VMware vSphere

 View Only
  • 1.  Load balancing configuration

    Posted Sep 13, 2011 10:36 AM

    Hi all,

    I'm fairly new to VMWare so not sure if I have the right forum.

    I'm having issues with performance on a VMWare farm running Vsphere 4.1.0.  The infrastructure is as follows :-

    HP Blade enclosure fully populated with 16 blades (hosts).   6 x stacked Cisco 3120 switches with etherchannels created so each host ends up with 4 gigabit physical nics which at the switch end are an etherchannel (each nic is a trunk allowing two large vlan subnets).    Links from two of the switches in the stack are 10GB fibre back to the network core switches.  Back end storage for all hosts is a HP EVA/SAN with fibrechannel disks...

    The vswitch nic teaming on each host as always been set as Route based on ip hash load balancing with Link status only netwok failover detection, all links are active, none set as standby.    The problem is that performance on the VM's is very poor - in normal use the performance tab on the host/virtual server shows the network barely ticking over and even when the server is loaded or we are trying to back files up from it, the performance of the backup is apalling, users will inevitably complain and yet the performance doesn't show the nic utilisation ramping up as you'd expect - as a test on a normal production server the other day I ran a backup during the day when the host nic was showing about 150mb per sec.   When I ran the backup (data being extracted through the LAN onto the backup server, SAN backups not possible unfortunately due to lack of licences) the backup ran apallingly and still the host for that server was still showing only 150mb utilisation on the nic.

    Some months back a change was made on the VMWare farm to all hosts, to change the load balancing to 'Route based on source mac hash' with beacon probing failover detection.    This change was made by an administrator without any knowledge of the network setup.      The hosts were changed gradually over a week and apparently the performance increase was enormous -  the host nics were showing 700mbs+ and backups were massively improved.    However when the last few hosts were changed at a weekend, by the Monday there was a massive network performance issue that seemed to be due to the beacon probing sending excessive broadcasts out.

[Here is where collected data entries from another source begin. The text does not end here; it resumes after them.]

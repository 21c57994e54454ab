//! Rational B-spline elements.
//!
//! A NURBS element carries one local knot vector per parametric direction, each of length
//! `2 * (p + 1)` for degree `p`, and the element occupies the knot span `[u_p, u_{p+1}]`. The
//! reference coordinate `xi ∈ [-1, 1]` is mapped affinely onto that span. Points outside the span
//! are evaluated by polynomial continuation of the span's basis, which the projector relies on
//! for iterates slightly outside the element.
use super::{CellType, ShapeFunctions};
use mortar_traits::Real;
use nalgebra::Vector2;
use serde::{Deserialize, Serialize};

/// Knot data attached to a NURBS element.
#[derive(Debug, Clone, PartialEq, Serialize, Deserialize)]
pub struct NurbsData<T> {
    /// Local knot vector per parametric direction.
    pub knots: Vec<Vec<T>>,
    /// Orientation factor (`1` or `-1`) applied to the element normal.
    pub normal_factor: T,
}

impl<T: Real> NurbsData<T> {
    pub fn new(knots: Vec<Vec<T>>) -> Self {
        Self {
            knots,
            normal_factor: T::one(),
        }
    }

    /// Checks that the knot data is compatible with the given cell type.
    pub fn check_compatible(&self, cell: CellType) -> Result<(), String> {
        if !cell.is_nurbs() {
            return Err(format!("{:?} does not take knot vectors", cell));
        }
        if self.knots.len() != cell.parametric_dim() {
            return Err(format!(
                "{:?} needs {} knot vectors, got {}",
                cell,
                cell.parametric_dim(),
                self.knots.len()
            ));
        }
        let p = cell.degree();
        for knots in &self.knots {
            if knots.len() != 2 * (p + 1) {
                return Err(format!(
                    "local knot vectors of {:?} must have {} entries, got {}",
                    cell,
                    2 * (p + 1),
                    knots.len()
                ));
            }
            if knots.windows(2).any(|w| w[1] < w[0]) {
                return Err("knot vectors must be non-decreasing".to_string());
            }
            if knots[p + 1] <= knots[p] {
                return Err("the element knot span is empty".to_string());
            }
        }
        if self.normal_factor.abs() != T::one() {
            return Err("normal factor must be 1 or -1".to_string());
        }
        Ok(())
    }
}

/// Values, first and second derivatives of the `p + 1` B-spline basis functions supported on
/// span `p` of `knots`, evaluated at `u`.
fn bspline_basis<T: Real>(knots: &[T], p: usize, u: T) -> [Vec<T>; 3] {
    let ratio = |num: T, den: T| if den == T::zero() { T::zero() } else { num / den };
    let m = knots.len();
    let mut basis = [vec![T::zero(); m - 1], vec![T::zero(); m - 1], vec![T::zero(); m - 1]];
    basis[0][p] = T::one();

    for q in 1..=p {
        let count = m - 1 - q;
        let q_t: T = nalgebra::convert(q as f64);
        let mut next = [vec![T::zero(); count], vec![T::zero(); count], vec![T::zero(); count]];
        for i in 0..count {
            let left = knots[i + q] - knots[i];
            let right = knots[i + q + 1] - knots[i + 1];
            let a = ratio(u - knots[i], left);
            let b = ratio(knots[i + q + 1] - u, right);
            let c = ratio(q_t, left);
            let d = ratio(q_t, right);
            next[0][i] = a * basis[0][i] + b * basis[0][i + 1];
            next[1][i] = c * basis[0][i] - d * basis[0][i + 1];
            next[2][i] = c * basis[1][i] - d * basis[1][i + 1];
        }
        basis = next;
    }
    basis
}

/// Univariate basis in reference coordinates: derivatives are taken with respect to `xi`.
fn reference_basis<T: Real>(knots: &[T], p: usize, xi: T) -> [Vec<T>; 3] {
    let half: T = nalgebra::convert(0.5);
    let h = (knots[p + 1] - knots[p]) * half;
    let u = knots[p] + (xi + T::one()) * h;
    let [values, mut first, mut second] = bspline_basis(knots, p, u);
    first.iter_mut().for_each(|d| *d *= h);
    second.iter_mut().for_each(|d| *d *= h * h);
    [values, first, second]
}

/// Evaluates the rational basis of a NURBS element at `xi`.
///
/// `weights` holds the control point weights in element node order, with the first parametric
/// direction varying fastest.
///
/// # Panics
///
/// Panics if the knot data or the number of weights does not match the cell type.
pub fn evaluate<T: Real>(
    cell: CellType,
    data: &NurbsData<T>,
    weights: &[T],
    xi: &Vector2<T>,
) -> ShapeFunctions<T> {
    assert!(cell.is_nurbs(), "{:?} is not a NURBS cell", cell);
    assert_eq!(weights.len(), cell.num_nodes(), "one weight per control point required");
    assert_eq!(data.knots.len(), cell.parametric_dim(), "one knot vector per direction required");

    let p = cell.degree();
    let n = cell.num_nodes();
    let u_basis = reference_basis(&data.knots[0], p, xi.x);
    let v_basis = if cell.parametric_dim() == 2 {
        reference_basis(&data.knots[1], p, xi.y)
    } else {
        [vec![T::one()], vec![T::zero()], vec![T::zero()]]
    };

    // Weighted (non-rational) products and their derivatives:
    // [A, A_u, A_v, A_uu, A_vv, A_uv]
    let mut weighted = vec![[T::zero(); 6]; n];
    let mut sums = [T::zero(); 6];
    let stride = p + 1;
    for (k, w_k) in weighted.iter_mut().enumerate() {
        let (i, j) = (k % stride, k / stride);
        let (nu, du, ddu) = (u_basis[0][i], u_basis[1][i], u_basis[2][i]);
        let (nv, dv, ddv) = (v_basis[0][j], v_basis[1][j], v_basis[2][j]);
        let w = weights[k];
        *w_k = [nu * nv * w, du * nv * w, nu * dv * w, ddu * nv * w, nu * ddv * w, du * dv * w];
        for (sum, a) in sums.iter_mut().zip(w_k.iter()) {
            *sum += *a;
        }
    }

    let [w, w_u, w_v, w_uu, w_vv, w_uv] = sums;
    let mut sf = ShapeFunctions::zeros(n);
    for (k, &[a, a_u, a_v, a_uu, a_vv, a_uv]) in weighted.iter().enumerate() {
        let r = a / w;
        let r_u = (a_u - r * w_u) / w;
        let r_v = (a_v - r * w_v) / w;
        let two = T::one() + T::one();
        sf.values[k] = r;
        sf.gradients[(0, k)] = r_u;
        sf.gradients[(1, k)] = r_v;
        sf.hessians[(0, k)] = (a_uu - two * r_u * w_u - r * w_uu) / w;
        sf.hessians[(1, k)] = (a_vv - two * r_v * w_v - r * w_vv) / w;
        sf.hessians[(2, k)] = (a_uv - r_u * w_v - r_v * w_u - r * w_uv) / w;
    }
    sf
}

    Having looked at the config I can see how the issues might have happened - host has 4 nics, each of which would be sending broadcasts out to a large subnet (class A !), thats 64 nics to a lot of potential hosts, needless to say the changes were quickly backed out.    

    I only started looking at this issue after that so although have done a lot of digging, don't seem to be getting anywhere. Yesterday we discovered that the source mac hash/beacon probing option wasn't backed out on two of the hosts, and the VM's on these hosts are running far better than on any of the others!!    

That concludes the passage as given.